1.52      The bill seeks to give effect to a recommendation made by the Australian Law Reform Commission in 2008 for the Privacy Act to be amended to require that such notification be given.[45] This is because:

... with advances in technology, entities were increasingly holding larger amounts of personal information in electronic form, raising the risk that a security breach around this information could result in others using the information for identity theft and identity fraud. A notification requirement on entities that suffer data breaches will allow individuals whose personal information has been compromised by a breach to take remedial steps to lessen the adverse impact that might arise from the breach. For example, the individual may wish to change passwords or take other steps to protect his or her personal information.[46]

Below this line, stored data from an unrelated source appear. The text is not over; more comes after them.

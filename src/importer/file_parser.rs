// ==========================================
// 配送线路看板 - 表格解析器
// ==========================================
// 阶段 0: 字节 → 表头 + 数据行网格
// 支持: Excel (.xlsx/.xls, 仅第一个工作表) / CSV (.csv)
// 说明: 单元格值保持原样（不 TRIM）,表头匹配时再做规范化
// ==========================================

use crate::importer::error::{ImportError, ImportResult};
use crate::importer::importer_trait::SheetParser;
use calamine::{open_workbook_auto_from_rs, Reader};
use csv::ReaderBuilder;
use serde::{Deserialize, Serialize};
use std::io::Cursor;
use std::path::Path;

// ==========================================
// RawSheet - 原始表格
// ==========================================
#[derive(Debug, Clone, Default, PartialEq)]
pub struct RawSheet {
    /// 第一行（表头）
    pub headers: Vec<String>,
    /// 数据行（已跳过完全空白行）
    pub rows: Vec<Vec<String>>,
}

impl RawSheet {
    /// 由网格构造: 第一行为表头
    pub fn from_grid(grid: Vec<Vec<String>>) -> Self {
        let mut iter = grid.into_iter();
        let headers = iter.next().unwrap_or_default();
        let rows = iter
            .filter(|row| !row.iter().all(|cell| cell.trim().is_empty()))
            .collect();
        Self { headers, rows }
    }
}

// ==========================================
// SheetFormat - 文件格式
// ==========================================
#[derive(Debug, Clone, Copy, PartialEq, Eq, Serialize, Deserialize)]
#[serde(rename_all = "snake_case")]
pub enum SheetFormat {
    Excel,
    Csv,
}

impl SheetFormat {
    /// 根据扩展名判定格式
    pub fn from_path(path: &Path) -> ImportResult<Self> {
        let ext = path
            .extension()
            .and_then(|e| e.to_str())
            .unwrap_or("")
            .to_lowercase();

        match ext.as_str() {
            "xlsx" | "xls" => Ok(SheetFormat::Excel),
            "csv" => Ok(SheetFormat::Csv),
            _ => Err(ImportError::UnsupportedFormat(ext)),
        }
    }
}

// ==========================================
// Excel Parser 实现
// ==========================================
pub struct ExcelParser;

impl SheetParser for ExcelParser {
    fn parse_bytes(&self, bytes: &[u8]) -> ImportResult<RawSheet> {
        let mut workbook = open_workbook_auto_from_rs(Cursor::new(bytes.to_vec()))?;

        // 只读第一个 sheet
        let sheet_names = workbook.sheet_names();
        let sheet_name = sheet_names
            .first()
            .cloned()
            .ok_or_else(|| ImportError::ExcelParseError("Excel 文件无工作表".to_string()))?;

        let range = workbook.worksheet_range(&sheet_name)?;

        let grid: Vec<Vec<String>> = range
            .rows()
            .map(|row| row.iter().map(|cell| cell.to_string()).collect())
            .collect();

        if grid.is_empty() {
            return Err(ImportError::EmptySheet(sheet_name));
        }

        Ok(RawSheet::from_grid(grid))
    }
}

// ==========================================
// CSV Parser 实现
// ==========================================
pub struct CsvParser;

impl CsvParser {
    /// 按首行判定分隔符（巴西区域设置的导出通常为 ';'）
    fn detect_delimiter(bytes: &[u8]) -> u8 {
        let first_line = bytes.split(|b| *b == b'\n').next().unwrap_or(&[]);
        let semicolons = first_line.iter().filter(|b| **b == b';').count();
        let commas = first_line.iter().filter(|b| **b == b',').count();
        if semicolons > commas {
            b';'
        } else {
            b','
        }
    }
}

impl SheetParser for CsvParser {
    fn parse_bytes(&self, bytes: &[u8]) -> ImportResult<RawSheet> {
        // 跳过 UTF-8 BOM
        let bytes = bytes.strip_prefix(b"\xEF\xBB\xBF").unwrap_or(bytes);

        let mut reader = ReaderBuilder::new()
            .has_headers(false)
            .flexible(true) // 允许行长度不一致
            .delimiter(Self::detect_delimiter(bytes))
            .from_reader(bytes);

        let mut grid = Vec::new();
        for result in reader.records() {
            let record = result?;
            grid.push(record.iter().map(|v| v.to_string()).collect::<Vec<_>>());
        }

        if grid.is_empty() {
            return Err(ImportError::EmptySheet("csv".to_string()));
        }

        Ok(RawSheet::from_grid(grid))
    }
}

// ==========================================
// 通用解析器（根据格式选择）
// ==========================================
pub fn parse_sheet(format: SheetFormat, bytes: &[u8]) -> ImportResult<RawSheet> {
    match format {
        SheetFormat::Excel => ExcelParser.parse_bytes(bytes),
        SheetFormat::Csv => CsvParser.parse_bytes(bytes),
    }
}

#[cfg(test)]
mod tests {
    use super::*;

    #[test]
    fn test_csv_parser_valid_bytes() {
        let data = "Agente,Veículo,Situação\nAna,SP-1,Concluída\nBeto,RJ-2,Cancelada\n";
        let sheet = CsvParser.parse_bytes(data.as_bytes()).unwrap();

        assert_eq!(sheet.headers, vec!["Agente", "Veículo", "Situação"]);
        assert_eq!(sheet.rows.len(), 2);
        assert_eq!(sheet.rows[1][2], "Cancelada");
    }

    #[test]
    fn test_csv_parser_semicolon_and_bom() {
        let data = "\u{FEFF}Agente;Veículo\nAna;SP-1\n";
        let sheet = CsvParser.parse_bytes(data.as_bytes()).unwrap();
        assert_eq!(sheet.headers, vec!["Agente", "Veículo"]);
        assert_eq!(sheet.rows, vec![vec!["Ana".to_string(), "SP-1".to_string()]]);
    }

    #[test]
    fn test_csv_parser_skip_empty_rows() {
        let data = "Agente,Veículo\nAna,SP-1\n,\nBeto,RJ-2\n";
        let sheet = CsvParser.parse_bytes(data.as_bytes()).unwrap();
        assert_eq!(sheet.rows.len(), 2);
    }

    #[test]
    fn test_csv_parser_empty_input() {
        assert!(matches!(
            CsvParser.parse_bytes(b""),
            Err(ImportError::EmptySheet(_))
        ));
    }

    #[test]
    fn test_excel_parser_reads_first_sheet_only() {
        let bytes = include_bytes!("../../tests/fixtures/rotas_dia.xlsx");
        let sheet = ExcelParser.parse_bytes(bytes).unwrap();

        assert_eq!(sheet.headers[0], "Agente");
        assert_eq!(sheet.headers[5], "Situação");
        // 第 3 行为空行,已跳过;第二个工作表不读取
        assert_eq!(sheet.rows.len(), 4);
        assert!(sheet.rows.iter().all(|row| row[0] != "Zeca"));

        // 数值单元格按整数文本输出
        assert_eq!(sheet.rows[0][3], "100");
        assert_eq!(sheet.rows[0][4], "80");
        assert_eq!(sheet.rows[0][5], "");
        assert_eq!(sheet.rows[3][4], "12.7");
    }

    #[test]
    fn test_excel_parser_rejects_garbage() {
        let result = ExcelParser.parse_bytes(b"definitely not a workbook");
        assert!(result.is_err());
    }

    #[test]
    fn test_format_from_path() {
        assert_eq!(SheetFormat::from_path(Path::new("a.XLSX")).unwrap(), SheetFormat::Excel);
        assert_eq!(SheetFormat::from_path(Path::new("a.csv")).unwrap(), SheetFormat::Csv);
        assert!(matches!(
            SheetFormat::from_path(Path::new("a.pdf")),
            Err(ImportError::UnsupportedFormat(_))
        ));
    }
}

1.53      The bill provides that, where a regulated entity has suffered a serious data breach, it must notify the individual(s) whose personal information is the subject of the breach as well as the Australian Information Commissioner. The Commissioner may also direct an entity to notify affected individuals of a serious data breach. An entity which fails to notify affected individuals engages in an interference with the privacy of an individual and the Commissioner may pursue a civil penalty against such an entity.

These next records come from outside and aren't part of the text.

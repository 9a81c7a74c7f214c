// ==========================================
// 配送线路看板 - 看板配置读取 Trait
// ==========================================
// 职责: 定义看板所需的配置读取接口（不包含实现）
// 红线: 不包含配置写入、不包含业务逻辑
// ==========================================

use crate::domain::types::Region;
use crate::engine::metrics::BandThresholds;
use async_trait::async_trait;
use std::error::Error;

/// 配置读取错误
pub type ConfigError = Box<dyn Error + Send + Sync>;

// ==========================================
// DashboardConfigReader Trait
// ==========================================
// 实现者: ConfigManager（从 config_kv 表读取）
#[async_trait]
pub trait DashboardConfigReader: Send + Sync {
    // ===== 绩效分档 =====

    /// 获取送达率/线路完成率分档阈值
    ///
    /// # 默认值
    /// - 送达率: ≥98 良好, ≥91 关注
    /// - 线路完成率: ≥100 良好, ≥96 关注
    async fn get_band_thresholds(&self) -> Result<BandThresholds, ConfigError>;

    // ===== 人工新增 =====

    /// 获取人工新增记录的默认区域
    ///
    /// # 默认值
    /// - SP（非法或未分配的配置值回落到 SP）
    async fn get_default_region(&self) -> Result<Region, ConfigError>;
}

1.54      The bill is accompanied by a statement of compatibility that states that the bill engages the right to privacy,[47] and the right to a fair trial.[48] The statement provides a helpful discussion of the relevant human rights issues and concludes that the bill promotes the right to privacy and that the imposition of civil penalties for breaching the notification requirements is consistent with the right to a fair trial.

Right to privacy

1.55      The committee agrees that the measures proposed by the bill will promote the right to privacy. The committee notes that law enforcement bodies are provided with a narrow exemption from the mandatory notification requirements where compliance would prejudice an enforcement related activity. The committee considers that any limitation of the right to privacy in these circumstances is likely to be reasonable, necessary and proportionate to a legitimate objective.

Civil penalties

1.56      The bill provides that an entity which fails to notify affected individuals of a serious data breach engages in an interference with the privacy of an individual.[49] Under the Privacy Act, interferences with the privacy of an individual may attract a civil penalty where there has been a serious or repeated interference with the privacy of an individual, with a maximum penalty of 2,000 penalty units for individuals and 10,000 penalty units for bodies corporate.

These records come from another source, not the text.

// ==========================================
// 配送线路看板 - 记录仓（Record Store）
// ==========================================
// 职责: 有序记录集 + 失败数侧表 + 区域汇总,所有变更的唯一入口
// 红线:
// - 每次变更后派生字段与区域汇总必须一致（同一 &mut self 调用内完成）
// - 非法输入静默忽略,不改变状态,不抛错
// - 编辑快照只存在于非持久化覆盖层
// ==========================================

use crate::domain::delivery::{
    DeliveryRecord, EditSnapshot, FailureCounts, ManualRecord, PersistedState, RecordField,
    RecordId,
};
use crate::domain::summary::RegionSummaries;
use crate::domain::types::SummaryScope;
use crate::engine::input::parse_count_input;
use crate::engine::region_aggregator::RegionAggregator;
use crate::engine::view::RecordFilter;
use std::collections::HashMap;
use tracing::{debug, warn};
use uuid::Uuid;

// ==========================================
// RecordEdit - 字段编辑操作
// ==========================================
// 按字段分派,各自校验
#[derive(Debug, Clone, PartialEq)]
pub enum RecordEdit {
    SetRoute(String),
    SetOrderedCount(i64),
    SetDeliveredCount(i64),
}

impl RecordEdit {
    /// 由字段 + 原始输入构造编辑操作
    ///
    /// # 返回
    /// - None: 输入非法（空线路 / 非数字）
    pub fn from_input(field: RecordField, raw: &str) -> Option<Self> {
        match field {
            RecordField::Route => {
                if raw.is_empty() {
                    None
                } else {
                    Some(RecordEdit::SetRoute(raw.to_string()))
                }
            }
            RecordField::OrderedCount => parse_count_input(raw).map(RecordEdit::SetOrderedCount),
            RecordField::DeliveredCount => {
                parse_count_input(raw).map(RecordEdit::SetDeliveredCount)
            }
        }
    }
}

// ==========================================
// RecordStore - 记录仓
// ==========================================
#[derive(Debug, Default, Clone)]
pub struct RecordStore {
    // ===== 持久化部分 =====
    records: Vec<DeliveryRecord>,
    failure_counts: FailureCounts,

    // ===== 派生部分 =====
    summaries: RegionSummaries,

    // ===== 非持久化覆盖层 =====
    record_edits: HashMap<RecordId, EditSnapshot>,
    region_edits: HashMap<SummaryScope, i64>,

    aggregator: RegionAggregator,
}

impl RecordStore {
    pub fn new() -> Self {
        Self::default()
    }

    /// 从持久化状态恢复（编辑状态不恢复）
    pub fn from_persisted(state: PersistedState) -> Self {
        let mut store = Self {
            records: state.records,
            failure_counts: state.failure_counts,
            ..Self::default()
        };
        store.reaggregate();
        store
    }

    /// 导出持久化状态
    pub fn to_persisted(&self) -> PersistedState {
        PersistedState {
            records: self.records.clone(),
            failure_counts: self.failure_counts.clone(),
        }
    }

    // ==========================================
    // 查询
    // ==========================================

    pub fn records(&self) -> &[DeliveryRecord] {
        &self.records
    }

    pub fn len(&self) -> usize {
        self.records.len()
    }

    pub fn is_empty(&self) -> bool {
        self.records.is_empty()
    }

    pub fn get(&self, id: &str) -> Option<&DeliveryRecord> {
        self.records.iter().find(|r| r.id == id)
    }

    /// 失败数（缺省为 0）
    pub fn failure_count(&self, id: &str) -> i64 {
        self.failure_counts.get(id).copied().unwrap_or(0)
    }

    pub fn failure_counts(&self) -> &FailureCounts {
        &self.failure_counts
    }

    pub fn is_editing(&self, id: &str) -> bool {
        self.record_edits.contains_key(id)
    }

    pub fn edit_snapshot(&self, id: &str) -> Option<&EditSnapshot> {
        self.record_edits.get(id)
    }

    pub fn summaries(&self) -> &RegionSummaries {
        &self.summaries
    }

    // ==========================================
    // 新增
    // ==========================================

    /// 追加导入记录（派生字段已由规范化器算好）
    ///
    /// 不去重,不替换
    pub fn add_imported(&mut self, records: Vec<DeliveryRecord>) -> usize {
        let count = records.len();
        if count == 0 {
            return 0;
        }
        self.records.extend(records);
        self.reaggregate();
        debug!(count, total = self.records.len(), "追加导入记录");
        count
    }

    /// 人工新增记录
    ///
    /// # 返回
    /// - Some(id): 新记录 ID
    /// - None: 司机名为空,不创建
    pub fn add_manual(&mut self, input: ManualRecord) -> Option<RecordId> {
        if input.driver.is_empty() {
            warn!("人工新增被忽略: 司机名为空");
            return None;
        }

        let id = Uuid::new_v4().to_string();
        let record = DeliveryRecord::new(
            id.clone(),
            input.start_label,
            Some(input.start_timestamp),
            input.driver,
            input.region,
            input.ordered_count,
            0,
        );
        self.records.push(record);
        self.reaggregate();
        debug!(record_id = %id, "人工新增记录");
        Some(id)
    }

    // ==========================================
    // 失败数
    // ==========================================

    /// 设置失败数并扣减送达数
    ///
    /// # 规则
    /// - 非数字输入 → 忽略
    /// - delivered = max(0, 当前 delivered - value)
    /// - 扣减基于当前值,重复调用会累积扣减（不保留原始送达基线）
    /// - 随后重算 pending 与两个百分比
    pub fn set_failure_count(&mut self, id: &str, raw: &str) -> bool {
        let Some(value) = parse_count_input(raw) else {
            warn!(record_id = %id, input = %raw, "失败数输入非法,已忽略");
            return false;
        };

        let Some(record) = self.records.iter_mut().find(|r| r.id == id) else {
            return false;
        };

        record.delivered_count = (record.delivered_count - value).max(0);
        record.recompute_metrics();
        self.failure_counts.insert(id.to_string(), value);
        self.reaggregate();
        debug!(record_id = %id, failures = value, "更新失败数");
        true
    }

    // ==========================================
    // 字段编辑
    // ==========================================

    /// 编辑 route / ordered_count / delivered_count
    pub fn set_field(&mut self, id: &str, field: RecordField, raw: &str) -> bool {
        match RecordEdit::from_input(field, raw) {
            Some(edit) => self.apply_edit(id, edit),
            None => {
                warn!(record_id = %id, field = %field, input = %raw, "字段输入非法,已忽略");
                false
            }
        }
    }

    /// 应用已校验的编辑操作
    pub fn apply_edit(&mut self, id: &str, edit: RecordEdit) -> bool {
        let Some(record) = self.records.iter_mut().find(|r| r.id == id) else {
            return false;
        };

        match edit {
            RecordEdit::SetRoute(route) => {
                if route.is_empty() {
                    return false;
                }
                record.route = route;
                // 线路不影响数值字段
                return true;
            }
            RecordEdit::SetOrderedCount(value) => {
                record.ordered_count = value;
                record.recompute_metrics();
            }
            RecordEdit::SetDeliveredCount(value) => {
                record.delivered_count = value;
                record.recompute_metrics();
            }
        }

        self.reaggregate();
        true
    }

    // ==========================================
    // 编辑生命周期
    // ==========================================

    /// 进入编辑模式并捕获快照
    ///
    /// 已在编辑中时保持原快照
    pub fn begin_edit(&mut self, id: &str) -> bool {
        if self.record_edits.contains_key(id) {
            return false;
        }
        let Some(record) = self.get(id) else {
            return false;
        };

        let snapshot = EditSnapshot {
            route: record.route.clone(),
            ordered_count: record.ordered_count,
            delivered_count: record.delivered_count,
            failure_count: self.failure_count(id),
        };
        self.record_edits.insert(id.to_string(), snapshot);
        true
    }

    /// 保存: 仅清除编辑标志与快照,数值不变
    pub fn commit_edit(&mut self, id: &str) -> bool {
        self.record_edits.remove(id).is_some()
    }

    /// 取消: 从快照还原计数与线路,重算派生字段,还原失败数
    pub fn cancel_edit(&mut self, id: &str) -> bool {
        let Some(snapshot) = self.record_edits.remove(id) else {
            return false;
        };
        let Some(record) = self.records.iter_mut().find(|r| r.id == id) else {
            return false;
        };

        record.route = snapshot.route;
        record.ordered_count = snapshot.ordered_count;
        record.delivered_count = snapshot.delivered_count;
        record.recompute_metrics();
        self.failure_counts
            .insert(id.to_string(), snapshot.failure_count);
        self.reaggregate();
        true
    }

    // ==========================================
    // 删除 / 批量
    // ==========================================

    /// 删除记录
    ///
    /// 失败数侧表中的条目保留（孤儿条目不参与汇总）
    pub fn remove(&mut self, id: &str) -> bool {
        let before = self.records.len();
        self.records.retain(|r| r.id != id);
        if self.records.len() == before {
            return false;
        }
        self.record_edits.remove(id);
        self.reaggregate();
        true
    }

    /// 对满足当前过滤条件的记录批量设置线路
    ///
    /// # 返回
    /// - 被修改的记录数（线路为空时为 0）
    pub fn apply_batch_route(&mut self, route: &str, filter: &RecordFilter) -> usize {
        if route.is_empty() {
            return 0;
        }

        let mut changed = 0;
        for record in self.records.iter_mut().filter(|r| filter.matches(r)) {
            record.route = route.to_string();
            changed += 1;
        }
        debug!(route = %route, changed, "批量设置线路");
        changed
    }

    /// 清空记录集与失败数侧表
    pub fn clear_all(&mut self) {
        self.records.clear();
        self.failure_counts.clear();
        self.record_edits.clear();
        self.reaggregate();
    }

    // ==========================================
    // 区域汇总编辑
    // ==========================================

    /// 进入区域 totalReceived 编辑（仅 SP / RJ）
    pub fn begin_region_edit(&mut self, scope: SummaryScope) -> bool {
        if scope == SummaryScope::All || self.region_edits.contains_key(&scope) {
            return false;
        }
        let summary = self.summaries.get_mut(scope);
        summary.is_editing = true;
        self.region_edits.insert(scope, summary.total_received);
        true
    }

    /// 设置区域 totalReceived（仅 SP / RJ,非数字输入忽略）
    pub fn set_total_received(&mut self, scope: SummaryScope, raw: &str) -> bool {
        if scope == SummaryScope::All {
            return false;
        }
        let Some(value) = parse_count_input(raw) else {
            warn!(scope = %scope, input = %raw, "totalReceived 输入非法,已忽略");
            return false;
        };

        self.summaries.get_mut(scope).total_received = value;
        RegionAggregator::refresh_percentages(&mut self.summaries);
        true
    }

    pub fn commit_region_edit(&mut self, scope: SummaryScope) -> bool {
        if self.region_edits.remove(&scope).is_none() {
            return false;
        }
        self.summaries.get_mut(scope).is_editing = false;
        true
    }

    /// 取消: 还原快照中的 totalReceived 并重算百分比
    pub fn cancel_region_edit(&mut self, scope: SummaryScope) -> bool {
        let Some(original) = self.region_edits.remove(&scope) else {
            return false;
        };
        let summary = self.summaries.get_mut(scope);
        summary.total_received = original;
        summary.is_editing = false;
        RegionAggregator::refresh_percentages(&mut self.summaries);
        true
    }

    // ==========================================
    // 内部
    // ==========================================

    /// 全量重算区域汇总（保留 totalReceived）
    fn reaggregate(&mut self) {
        self.summaries = self
            .aggregator
            .recompute(&self.records, &self.failure_counts, &self.summaries);
    }
}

1.57      The committee has previously noted even where a penalty is described as ‘civil’ under national or domestic law it may nonetheless be classified as ‘criminal’ for the purposes of human rights law. Given that the operation of the civil penalty provisions in this instance appears in a regulatory and protective context, it is arguable that the penalties are not ‘criminal’ in nature. Although the penalties are large, it may be argued that they are not excessive in that they apply to regulated entities and in view of the privacy interests that are being protected. The committee considers that the civil penalties that may be imposed in the context of the proposed measures do not appear to give rise to issues of incompatibility with human rights.

1.58             The committee considers that the bill does not appear to give rise to human rights concerns.

Statute Law Revisions Bill (No. 1) 2014

Portfolio: Attorney-General
Introduced: House of Representatives, 19 March 2014

1.59      This bill proposes to correct technical errors that have occurred in Acts as a result of drafting and clerical mistakes and to repeal spent and obsolete provisions and Acts.[50]

1.60      The bill is accompanied by a statement of compatibility which states that it does not engage any human rights.[51]

1.61             The committee considers that the bill does not appear to give rise to human rights concerns.